**What is needed:**
Collect from the data below each line with "finish".

--- START ---

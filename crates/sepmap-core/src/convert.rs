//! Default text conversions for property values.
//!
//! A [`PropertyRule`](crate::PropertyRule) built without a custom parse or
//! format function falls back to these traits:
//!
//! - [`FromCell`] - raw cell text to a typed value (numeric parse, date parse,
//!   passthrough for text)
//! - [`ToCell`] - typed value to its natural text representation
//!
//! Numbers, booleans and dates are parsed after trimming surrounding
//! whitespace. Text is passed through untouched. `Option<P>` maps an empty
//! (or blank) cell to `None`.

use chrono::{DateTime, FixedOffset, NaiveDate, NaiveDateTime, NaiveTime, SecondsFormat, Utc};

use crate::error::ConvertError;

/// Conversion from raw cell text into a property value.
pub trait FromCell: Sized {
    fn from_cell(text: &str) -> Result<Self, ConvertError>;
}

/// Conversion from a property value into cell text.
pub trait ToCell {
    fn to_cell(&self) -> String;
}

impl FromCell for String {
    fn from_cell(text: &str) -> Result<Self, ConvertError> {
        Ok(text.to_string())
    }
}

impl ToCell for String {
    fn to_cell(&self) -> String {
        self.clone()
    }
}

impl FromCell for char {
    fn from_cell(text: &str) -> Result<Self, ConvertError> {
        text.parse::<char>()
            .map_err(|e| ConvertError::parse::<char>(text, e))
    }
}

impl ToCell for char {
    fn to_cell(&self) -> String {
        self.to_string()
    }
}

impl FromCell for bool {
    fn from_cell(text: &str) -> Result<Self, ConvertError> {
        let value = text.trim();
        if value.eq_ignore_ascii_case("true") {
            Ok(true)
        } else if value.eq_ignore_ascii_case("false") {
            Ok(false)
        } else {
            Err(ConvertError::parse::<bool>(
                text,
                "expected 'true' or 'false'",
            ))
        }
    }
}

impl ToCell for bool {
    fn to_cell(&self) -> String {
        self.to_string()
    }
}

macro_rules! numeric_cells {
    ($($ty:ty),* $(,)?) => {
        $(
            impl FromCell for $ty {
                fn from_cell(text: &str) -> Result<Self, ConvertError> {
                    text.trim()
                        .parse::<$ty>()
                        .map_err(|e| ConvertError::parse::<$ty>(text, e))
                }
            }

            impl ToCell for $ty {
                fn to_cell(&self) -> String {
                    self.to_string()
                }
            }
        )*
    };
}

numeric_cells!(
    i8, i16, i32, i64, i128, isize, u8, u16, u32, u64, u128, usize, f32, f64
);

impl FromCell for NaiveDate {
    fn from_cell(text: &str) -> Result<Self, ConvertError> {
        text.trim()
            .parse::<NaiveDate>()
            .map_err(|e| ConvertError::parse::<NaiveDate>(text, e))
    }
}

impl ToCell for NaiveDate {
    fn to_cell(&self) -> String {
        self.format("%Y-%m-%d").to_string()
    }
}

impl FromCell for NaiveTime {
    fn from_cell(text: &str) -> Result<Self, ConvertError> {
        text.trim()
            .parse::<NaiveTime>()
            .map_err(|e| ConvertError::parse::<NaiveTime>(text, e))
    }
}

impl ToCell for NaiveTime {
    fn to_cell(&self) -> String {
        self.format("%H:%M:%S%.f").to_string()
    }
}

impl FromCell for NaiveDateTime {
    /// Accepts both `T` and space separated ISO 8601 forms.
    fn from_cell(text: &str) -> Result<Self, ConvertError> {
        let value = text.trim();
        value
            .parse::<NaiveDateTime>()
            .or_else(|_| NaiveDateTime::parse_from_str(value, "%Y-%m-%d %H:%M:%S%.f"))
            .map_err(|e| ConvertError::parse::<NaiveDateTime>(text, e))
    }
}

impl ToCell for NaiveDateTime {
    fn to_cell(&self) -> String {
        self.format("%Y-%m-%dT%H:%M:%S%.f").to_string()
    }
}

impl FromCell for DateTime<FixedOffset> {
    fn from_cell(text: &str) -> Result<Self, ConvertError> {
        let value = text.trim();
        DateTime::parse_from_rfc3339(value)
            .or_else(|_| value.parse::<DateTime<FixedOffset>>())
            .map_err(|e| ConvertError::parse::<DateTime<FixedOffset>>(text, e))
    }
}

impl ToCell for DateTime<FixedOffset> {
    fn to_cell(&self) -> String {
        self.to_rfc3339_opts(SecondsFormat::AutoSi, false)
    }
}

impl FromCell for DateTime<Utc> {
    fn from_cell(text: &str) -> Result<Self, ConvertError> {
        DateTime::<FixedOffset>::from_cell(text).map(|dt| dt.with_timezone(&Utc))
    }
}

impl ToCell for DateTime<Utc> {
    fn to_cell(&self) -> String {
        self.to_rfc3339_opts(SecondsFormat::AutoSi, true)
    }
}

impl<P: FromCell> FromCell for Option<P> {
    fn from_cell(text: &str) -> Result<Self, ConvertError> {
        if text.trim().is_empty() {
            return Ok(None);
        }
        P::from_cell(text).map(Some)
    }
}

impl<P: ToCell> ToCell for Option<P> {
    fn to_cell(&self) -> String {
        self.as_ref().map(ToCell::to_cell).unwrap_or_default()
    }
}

--- END ---
--- START ---

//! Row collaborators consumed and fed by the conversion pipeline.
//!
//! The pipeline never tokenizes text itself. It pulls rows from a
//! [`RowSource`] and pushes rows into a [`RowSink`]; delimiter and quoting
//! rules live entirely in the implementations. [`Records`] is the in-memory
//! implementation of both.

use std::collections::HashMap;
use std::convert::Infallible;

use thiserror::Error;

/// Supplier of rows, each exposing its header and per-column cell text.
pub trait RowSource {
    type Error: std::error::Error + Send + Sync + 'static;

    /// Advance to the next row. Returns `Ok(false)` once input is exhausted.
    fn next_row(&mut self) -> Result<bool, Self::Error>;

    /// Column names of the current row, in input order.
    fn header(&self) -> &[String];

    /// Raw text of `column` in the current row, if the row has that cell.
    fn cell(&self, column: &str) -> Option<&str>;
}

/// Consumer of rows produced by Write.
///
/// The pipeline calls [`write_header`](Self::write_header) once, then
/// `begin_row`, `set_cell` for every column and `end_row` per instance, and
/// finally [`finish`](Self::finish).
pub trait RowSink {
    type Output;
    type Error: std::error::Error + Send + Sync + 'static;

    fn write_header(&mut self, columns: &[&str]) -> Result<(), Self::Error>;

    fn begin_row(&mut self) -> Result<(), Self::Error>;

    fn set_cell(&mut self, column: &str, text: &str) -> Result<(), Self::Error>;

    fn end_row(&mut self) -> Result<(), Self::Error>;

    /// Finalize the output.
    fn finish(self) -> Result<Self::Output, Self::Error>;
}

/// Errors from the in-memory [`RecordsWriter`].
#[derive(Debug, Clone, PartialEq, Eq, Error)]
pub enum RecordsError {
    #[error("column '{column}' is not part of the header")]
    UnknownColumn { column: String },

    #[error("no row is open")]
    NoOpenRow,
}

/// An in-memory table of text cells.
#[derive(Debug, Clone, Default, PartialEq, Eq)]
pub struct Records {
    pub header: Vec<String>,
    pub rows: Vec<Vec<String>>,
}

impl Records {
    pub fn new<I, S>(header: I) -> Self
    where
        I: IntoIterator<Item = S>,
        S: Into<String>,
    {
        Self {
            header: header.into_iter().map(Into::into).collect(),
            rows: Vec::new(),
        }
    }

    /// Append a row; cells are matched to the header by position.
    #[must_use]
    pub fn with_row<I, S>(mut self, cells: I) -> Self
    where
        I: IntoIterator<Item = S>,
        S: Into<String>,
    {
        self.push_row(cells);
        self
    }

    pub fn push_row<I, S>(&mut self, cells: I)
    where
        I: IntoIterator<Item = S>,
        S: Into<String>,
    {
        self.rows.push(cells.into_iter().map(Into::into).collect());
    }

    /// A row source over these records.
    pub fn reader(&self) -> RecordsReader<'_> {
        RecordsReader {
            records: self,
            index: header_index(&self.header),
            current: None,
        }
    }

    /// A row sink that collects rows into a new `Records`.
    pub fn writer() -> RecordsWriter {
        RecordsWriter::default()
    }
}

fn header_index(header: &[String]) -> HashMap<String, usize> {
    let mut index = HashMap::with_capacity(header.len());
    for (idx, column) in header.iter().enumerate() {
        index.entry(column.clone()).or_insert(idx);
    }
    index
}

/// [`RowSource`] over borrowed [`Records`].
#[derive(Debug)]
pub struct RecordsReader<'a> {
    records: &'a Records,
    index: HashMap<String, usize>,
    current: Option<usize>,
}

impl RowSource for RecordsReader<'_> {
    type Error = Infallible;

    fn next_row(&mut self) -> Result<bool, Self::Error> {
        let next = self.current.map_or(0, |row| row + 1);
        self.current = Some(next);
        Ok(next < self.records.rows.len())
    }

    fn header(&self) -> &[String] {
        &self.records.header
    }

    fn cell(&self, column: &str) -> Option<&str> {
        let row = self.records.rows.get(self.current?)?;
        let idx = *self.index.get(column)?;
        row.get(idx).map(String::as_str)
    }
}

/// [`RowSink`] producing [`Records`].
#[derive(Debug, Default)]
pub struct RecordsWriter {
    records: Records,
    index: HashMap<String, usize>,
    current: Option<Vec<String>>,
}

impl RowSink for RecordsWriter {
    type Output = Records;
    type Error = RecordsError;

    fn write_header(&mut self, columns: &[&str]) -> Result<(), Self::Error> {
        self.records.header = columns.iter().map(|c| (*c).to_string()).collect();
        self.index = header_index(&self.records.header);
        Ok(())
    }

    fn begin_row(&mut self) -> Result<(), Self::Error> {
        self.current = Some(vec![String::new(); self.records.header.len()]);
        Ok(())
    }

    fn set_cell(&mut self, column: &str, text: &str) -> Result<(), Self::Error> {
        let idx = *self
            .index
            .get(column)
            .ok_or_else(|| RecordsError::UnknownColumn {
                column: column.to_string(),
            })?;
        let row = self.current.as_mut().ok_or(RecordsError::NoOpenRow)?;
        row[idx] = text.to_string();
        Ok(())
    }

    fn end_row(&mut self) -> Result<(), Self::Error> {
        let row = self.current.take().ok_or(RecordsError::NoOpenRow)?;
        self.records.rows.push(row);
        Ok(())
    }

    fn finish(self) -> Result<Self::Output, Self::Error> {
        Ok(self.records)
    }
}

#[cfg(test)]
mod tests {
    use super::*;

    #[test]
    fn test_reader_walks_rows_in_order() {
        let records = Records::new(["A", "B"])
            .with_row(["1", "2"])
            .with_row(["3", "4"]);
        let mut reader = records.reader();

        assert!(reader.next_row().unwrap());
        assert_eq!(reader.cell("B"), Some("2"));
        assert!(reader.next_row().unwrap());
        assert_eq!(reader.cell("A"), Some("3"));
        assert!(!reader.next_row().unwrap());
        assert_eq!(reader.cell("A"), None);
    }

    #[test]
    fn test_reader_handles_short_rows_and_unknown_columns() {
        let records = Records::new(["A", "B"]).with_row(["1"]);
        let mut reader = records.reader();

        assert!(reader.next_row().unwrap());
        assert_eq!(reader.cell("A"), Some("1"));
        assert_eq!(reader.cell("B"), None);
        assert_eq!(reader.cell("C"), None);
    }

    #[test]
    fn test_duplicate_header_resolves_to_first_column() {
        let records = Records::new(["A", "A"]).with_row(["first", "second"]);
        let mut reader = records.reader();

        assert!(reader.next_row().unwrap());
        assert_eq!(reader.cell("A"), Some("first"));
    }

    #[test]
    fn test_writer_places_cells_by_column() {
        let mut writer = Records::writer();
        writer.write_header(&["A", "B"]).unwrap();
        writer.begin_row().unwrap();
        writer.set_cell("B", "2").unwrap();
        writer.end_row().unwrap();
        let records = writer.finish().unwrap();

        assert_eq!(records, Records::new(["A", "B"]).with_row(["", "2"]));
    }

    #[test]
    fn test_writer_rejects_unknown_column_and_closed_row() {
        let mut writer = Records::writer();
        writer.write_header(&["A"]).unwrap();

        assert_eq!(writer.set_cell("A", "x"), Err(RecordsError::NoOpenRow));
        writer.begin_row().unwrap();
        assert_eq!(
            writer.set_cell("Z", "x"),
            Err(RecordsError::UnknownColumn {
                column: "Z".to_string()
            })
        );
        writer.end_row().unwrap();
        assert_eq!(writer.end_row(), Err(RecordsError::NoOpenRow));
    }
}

--- END ---
--- START ---

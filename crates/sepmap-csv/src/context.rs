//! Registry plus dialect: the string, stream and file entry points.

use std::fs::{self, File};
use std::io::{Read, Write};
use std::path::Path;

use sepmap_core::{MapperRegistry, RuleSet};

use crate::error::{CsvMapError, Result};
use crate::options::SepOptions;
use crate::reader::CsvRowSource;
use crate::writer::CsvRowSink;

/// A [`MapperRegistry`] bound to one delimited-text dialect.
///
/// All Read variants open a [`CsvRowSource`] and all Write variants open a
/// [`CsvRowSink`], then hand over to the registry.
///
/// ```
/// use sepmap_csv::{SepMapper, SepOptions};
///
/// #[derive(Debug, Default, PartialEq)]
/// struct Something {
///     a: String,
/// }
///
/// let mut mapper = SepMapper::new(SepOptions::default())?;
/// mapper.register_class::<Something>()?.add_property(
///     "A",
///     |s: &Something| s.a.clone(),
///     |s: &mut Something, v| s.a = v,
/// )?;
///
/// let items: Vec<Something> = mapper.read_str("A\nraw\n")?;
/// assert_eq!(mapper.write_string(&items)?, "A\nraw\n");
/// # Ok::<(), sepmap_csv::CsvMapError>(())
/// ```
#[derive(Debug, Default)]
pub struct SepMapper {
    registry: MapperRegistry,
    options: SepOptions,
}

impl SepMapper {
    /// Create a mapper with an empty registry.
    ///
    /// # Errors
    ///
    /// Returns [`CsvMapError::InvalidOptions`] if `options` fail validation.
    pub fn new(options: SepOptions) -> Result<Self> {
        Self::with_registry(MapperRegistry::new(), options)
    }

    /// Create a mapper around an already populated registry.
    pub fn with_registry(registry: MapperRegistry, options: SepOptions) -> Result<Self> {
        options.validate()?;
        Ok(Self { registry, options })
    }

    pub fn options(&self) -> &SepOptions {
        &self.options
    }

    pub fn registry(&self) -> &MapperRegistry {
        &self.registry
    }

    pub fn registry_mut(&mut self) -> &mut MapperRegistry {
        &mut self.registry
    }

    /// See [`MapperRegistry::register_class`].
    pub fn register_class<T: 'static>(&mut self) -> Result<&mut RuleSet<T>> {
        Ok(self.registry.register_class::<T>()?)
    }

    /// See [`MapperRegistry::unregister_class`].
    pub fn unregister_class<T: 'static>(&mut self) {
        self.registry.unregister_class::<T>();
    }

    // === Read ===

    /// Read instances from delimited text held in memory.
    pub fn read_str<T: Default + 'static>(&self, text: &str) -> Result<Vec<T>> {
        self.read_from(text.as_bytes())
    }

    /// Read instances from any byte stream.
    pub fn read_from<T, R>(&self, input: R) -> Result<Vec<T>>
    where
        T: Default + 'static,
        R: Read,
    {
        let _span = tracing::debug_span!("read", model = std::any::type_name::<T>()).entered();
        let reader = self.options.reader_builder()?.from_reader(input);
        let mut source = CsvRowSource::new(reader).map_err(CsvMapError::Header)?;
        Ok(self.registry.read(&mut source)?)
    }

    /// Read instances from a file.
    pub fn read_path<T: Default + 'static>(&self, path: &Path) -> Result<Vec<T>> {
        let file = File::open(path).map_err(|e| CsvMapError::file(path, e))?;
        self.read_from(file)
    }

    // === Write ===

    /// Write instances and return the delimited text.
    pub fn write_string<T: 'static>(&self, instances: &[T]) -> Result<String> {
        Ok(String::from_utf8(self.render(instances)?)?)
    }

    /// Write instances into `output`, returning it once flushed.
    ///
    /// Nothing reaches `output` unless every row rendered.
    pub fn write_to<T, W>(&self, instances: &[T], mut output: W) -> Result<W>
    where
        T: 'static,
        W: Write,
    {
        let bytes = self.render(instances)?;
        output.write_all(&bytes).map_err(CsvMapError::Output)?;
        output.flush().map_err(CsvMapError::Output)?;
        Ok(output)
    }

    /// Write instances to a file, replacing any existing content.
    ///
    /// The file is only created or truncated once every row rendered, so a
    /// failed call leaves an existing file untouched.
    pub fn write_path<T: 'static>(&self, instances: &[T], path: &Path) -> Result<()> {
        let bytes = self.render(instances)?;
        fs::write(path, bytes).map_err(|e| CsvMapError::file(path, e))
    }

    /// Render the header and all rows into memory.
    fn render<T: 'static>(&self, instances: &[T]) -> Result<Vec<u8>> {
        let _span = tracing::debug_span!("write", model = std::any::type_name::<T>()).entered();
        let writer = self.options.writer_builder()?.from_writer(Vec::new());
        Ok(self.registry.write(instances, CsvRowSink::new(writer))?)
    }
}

--- END ---

**Written solution:**
/// finally [`finish`](Self::finish).
    fn finish(self) -> Result<Self::Output, Self::Error>;
    fn finish(self) -> Result<Self::Output, Self::Error> {
        let records = writer.finish().unwrap();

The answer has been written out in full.